Since $f$ is assumed to be continuous, it is uniformly continuous on the compact interval $[a,b]$. So we may find a subdivision $a=t_0<t_1\dots <t_K=b$ of $[a,b]$ such that the oscillation of $f$ on each interval $[t_i,t_{i+1}]$ is less than $\varepsilon/2$.

Since $f_n(t_i)\to f(t_i)$ as $n\to\infty$ for $i=0,\dots ,K$, one can find $N$ such that if $n\geq N$, then $$\vert f_n(t_i)-f(t_i)\vert\leq\varepsilon/2\quad\hbox{for $i=0,\dots K$}\, .$$

Let us check that $\vert f_n(t)-f(t)\vert\leq \varepsilon$ for every $n\geq N$ and all $t\in [a,b]$.
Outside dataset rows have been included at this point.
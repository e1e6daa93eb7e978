use core::future::Future;

use bytes::Bytes;
use indexmap::IndexMap;
use reqwest::{
    Method, RequestBuilder, Response,
    header::{ACCEPT, AUTHORIZATION, CACHE_CONTROL, HeaderMap, HeaderValue},
};
use serde_json::Value;
use thingview_common::ThingDescription;

use crate::{Error, GatewayConfig, Result};

/// Everything the model needs from the gateway.
///
/// Futures are not required to be `Send`; the view drives them on a single
/// thread.
pub trait Transport {
    fn get_description(&self, href: &str) -> impl Future<Output = Result<ThingDescription>>;

    /// Current value of every property, keyed by name.
    fn get_properties(&self, href: &str) -> impl Future<Output = Result<IndexMap<String, Value>>>;

    /// Writes `{name: value}` and returns the value the gateway accepted.
    fn put_property(
        &self,
        href: &str,
        name: &str,
        value: Value,
    ) -> impl Future<Output = Result<Value>>;

    fn post_action(&self, href: &str, body: Value) -> impl Future<Output = Result<()>>;

    /// Fetches an image or other media. Never served from a cache.
    fn fetch_media(&self, href: &str) -> impl Future<Output = Result<Bytes>>;

    /// Adds the credential headers to an outgoing request, for requests made
    /// outside this transport such as a streaming player's segment fetches.
    fn authorize(&self, headers: &mut HeaderMap);
}

pub struct HttpClient {
    config: GatewayConfig,
    http: reqwest::Client,
}

impl HttpClient {
    pub fn new(config: GatewayConfig) -> Result<Self> {
        let http = reqwest::Client::builder().timeout(config.timeout).build()?;
        Ok(Self { config, http })
    }

    pub fn config(&self) -> &GatewayConfig {
        &self.config
    }

    fn request(&self, method: Method, href: &str) -> Result<RequestBuilder> {
        let url = self.config.resolve(href)?;
        tracing::debug!("{method} {url}");

        let mut req = self.http.request(method, url);
        if let Some(token) = &self.config.token {
            req = req.bearer_auth(token);
        }

        Ok(req)
    }

    fn api(&self, method: Method, href: &str) -> Result<RequestBuilder> {
        Ok(self.request(method, href)?.header(ACCEPT, "application/json"))
    }

    async fn send(req: RequestBuilder) -> Result<Response> {
        let res = req.send().await?;

        let status = res.status();
        if !status.is_success() {
            return Err(Error::Status { status: status.as_u16(), url: res.url().to_string() });
        }

        Ok(res)
    }
}

impl Transport for HttpClient {
    async fn get_description(&self, href: &str) -> Result<ThingDescription> {
        let res = Self::send(self.api(Method::GET, href)?).await?;
        Ok(res.json().await?)
    }

    async fn get_properties(&self, href: &str) -> Result<IndexMap<String, Value>> {
        let res = Self::send(self.api(Method::GET, href)?).await?;
        Ok(res.json().await?)
    }

    async fn put_property(&self, href: &str, name: &str, value: Value) -> Result<Value> {
        let mut body = serde_json::Map::new();
        body.insert(name.to_owned(), value.clone());

        let res = Self::send(self.api(Method::PUT, href)?.json(&body)).await?;
        let bytes = res.bytes().await?;

        if bytes.is_empty() {
            return Ok(value);
        }

        let accepted = serde_json::from_slice::<Value>(&bytes)?;
        Ok(accepted.get(name).cloned().unwrap_or(value))
    }

    async fn post_action(&self, href: &str, body: Value) -> Result<()> {
        Self::send(self.api(Method::POST, href)?.json(&body)).await?;
        Ok(())
    }

    async fn fetch_media(&self, href: &str) -> Result<Bytes> {
        let req = self
            .request(Method::GET, href)?
            .header(ACCEPT, "*/*")
            .header(CACHE_CONTROL, "no-cache");

        let res = Self::send(req).await?;
        Ok(res.bytes().await?)
    }

    fn authorize(&self, headers: &mut HeaderMap) {
        let Some(token) = &self.config.token else {
            return;
        };

        match HeaderValue::from_str(&format!("Bearer {token}")) {
            Ok(mut value) => {
                value.set_sensitive(true);
                headers.insert(AUTHORIZATION, value);
            }
            Err(e) => tracing::warn!("credential is not a valid header value: {e}"),
        }
    }
}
Fix $n\geq N$, and take any $t\in [a,b]$. One can choose $i$ such that $t\in [t_i,t_{i+1}]$. Since the functions $f_n$ are non-decreasing we have $$f_n(t_i)\leq f_n(t)\leq f_n(t_{i+1})\, . $$ Since $\vert f_n(t_i)-f(t_i)\vert$ and $\vert f_n(t_{i+1})-f(t_{i+1})\vert$ are not greater than $\varepsilon/2$, it follows that $$f(t_i)-\varepsilon/2\leq f_n(t)\leq f(t_{i+1})+\varepsilon/2\, . $$ Moreover, since the oscillation of $f$ on $[t_i,t_{i+1}]$ is less than $\varepsilon/2$ and since $t\in [t_i,t_{i+1}]$, we also have $f(t_i)\geq f(t)-\varepsilon/2$ and $f(t_{i+1})\leq f(t)+\varepsilon/2$. Altogether, this gives $$f(t)-2\varepsilon/2\leq f_n(t)\leq f(t)+2\varepsilon/2\, , $$ which concludes the proof.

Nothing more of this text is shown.